Suficeth to say, I “love” no stock or bond. I ruthless observe the old Wall Street canard “No more than 5% in any one thing!”. Bank, brokerage, Tbill, … … I don’t care. If there is a way to segment your portfolio, then you should know if you have more than 5% and make a conscious decision that “it’s OK”. That may be because there is no alternative. But, it should be a “conscious decision to accept a specific risk”, as opposed to “stuff just happens”.

There is one good question that I have been asked by my Turkeys and acquaintances. (My friends and relatives never ask financial advice since they will get a long wandering diatribe on the evils of fiat currency and the benefits of gold!)

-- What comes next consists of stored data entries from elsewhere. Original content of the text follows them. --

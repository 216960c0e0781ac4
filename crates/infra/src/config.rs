//! Pipeline configuration.
//!
//! Values come from `GSTFLOW_*` environment variables. A missing variable means
//! the default; an unparsable one is logged and also falls back to the default.

use std::path::PathBuf;
use std::str::FromStr;

use anyhow::Context;
use rust_decimal::Decimal;

use gstflow_approval::RuleSet;
use gstflow_exceptions::DetectorConfig;
use gstflow_numbering::RetryPolicy;

pub const ENV_NUMBERING_MAX_ATTEMPTS: &str = "GSTFLOW_NUMBERING_MAX_ATTEMPTS";
pub const ENV_RECONCILIATION_EPSILON: &str = "GSTFLOW_RECONCILIATION_EPSILON";
pub const ENV_MAX_TAXABLE_VALUE: &str = "GSTFLOW_MAX_TAXABLE_VALUE";
pub const ENV_RULES_PATH: &str = "GSTFLOW_RULES_PATH";

#[derive(Debug, Clone, PartialEq, Eq)]
pub struct PipelineConfig {
    /// Reservation attempts per invoice before INV-005.
    pub numbering_max_attempts: u32,
    /// Allowed money drift between eligible input and batch totals.
    pub reconciliation_epsilon: Decimal,
    /// Taxable values above this raise SCH-003.
    pub max_taxable_value: Decimal,
    /// JSON rule set; `None` uses the built-in default rules.
    pub rules_path: Option<PathBuf>,
}

impl Default for PipelineConfig {
    fn default() -> Self {
        Self {
            numbering_max_attempts: RetryPolicy::default().max_attempts,
            reconciliation_epsilon: Decimal::ZERO,
            max_taxable_value: DetectorConfig::default().max_taxable_value,
            rules_path: None,
        }
    }
}

impl PipelineConfig {
    pub fn from_env() -> Self {
        Self::from_lookup(|key| std::env::var(key).ok())
    }

    /// Build from any key lookup (the environment, a map in tests).
    pub fn from_lookup<F>(lookup: F) -> Self
    where
        F: Fn(&str) -> Option<String>,
    {
        let defaults = Self::default();
        let numbering_max_attempts = parse_or(
            &lookup,
            ENV_NUMBERING_MAX_ATTEMPTS,
            defaults.numbering_max_attempts,
            |v: &u32| *v >= 1,
        );
        let reconciliation_epsilon = parse_or(
            &lookup,
            ENV_RECONCILIATION_EPSILON,
            defaults.reconciliation_epsilon,
            |v: &Decimal| !v.is_sign_negative(),
        );
        let max_taxable_value = parse_or(
            &lookup,
            ENV_MAX_TAXABLE_VALUE,
            defaults.max_taxable_value,
            |v: &Decimal| *v > Decimal::ZERO,
        );
        let rules_path = lookup(ENV_RULES_PATH)
            .map(|raw| raw.trim().to_string())
            .filter(|raw| !raw.is_empty())
            .map(PathBuf::from);

        Self {
            numbering_max_attempts,
            reconciliation_epsilon,
            max_taxable_value,
            rules_path,
        }
    }

    pub fn retry_policy(&self) -> RetryPolicy {
        RetryPolicy::attempts(self.numbering_max_attempts)
    }

    pub fn detector_config(&self) -> DetectorConfig {
        DetectorConfig {
            max_taxable_value: self.max_taxable_value,
            ..DetectorConfig::default()
        }
    }

    /// The rule set for a run: the configured file, or the default rules.
    pub fn load_rule_set(&self) -> anyhow::Result<RuleSet> {
        let Some(path) = &self.rules_path else {
            return Ok(RuleSet::default_rules());
        };
        let raw = std::fs::read_to_string(path)
            .with_context(|| format!("reading rule set {}", path.display()))?;
        let rules = RuleSet::from_json_str(&raw)
            .with_context(|| format!("parsing rule set {}", path.display()))?;
        tracing::info!(path = %path.display(), version = rules.version, rules = rules.rules.len(), "rule set loaded");
        Ok(rules)
    }
}

fn parse_or<F, T>(lookup: &F, key: &str, default: T, valid: impl Fn(&T) -> bool) -> T
where
    F: Fn(&str) -> Option<String>,
    T: FromStr + core::fmt::Display,
{
    let Some(raw) = lookup(key) else {
        return default;
    };
    match raw.trim().parse::<T>() {
        Ok(value) if valid(&value) => value,
        _ => {
            tracing::warn!(key, value = %raw, fallback = %default, "invalid configuration value; using default");
            default
        }
    }
}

How do you mitigate the risk of jobs and pensions?

Well, both a job, pension, and any income stream of regular payments can be viewed as like a funny kind of bond.

If you have a $100k/year job, that’s like having a 2M$ bearer bond that you can’t sell. There are the unusual risks associated with it (i.e., you can lose it; it might default). That’s why the folks at Bear Sterns investing more than 5% in Bear Sterns really blew it. If one had that proverbial $100k/year job (and most jobs there paid much more), then you had in effect a $2M “bond” in your net worth. To stay under the 5% rule, you’d have to have assets in excess of $40M. Then, you could start investing in the stock.

Unfortunately, houses, pensions, and jobs when measured on the equivalent asset basis tend to throw the 5% rule out of wack. Not a lot many can do to avoid it. But that’s no excuse to not recognizing the risk and seeking to mitigate it.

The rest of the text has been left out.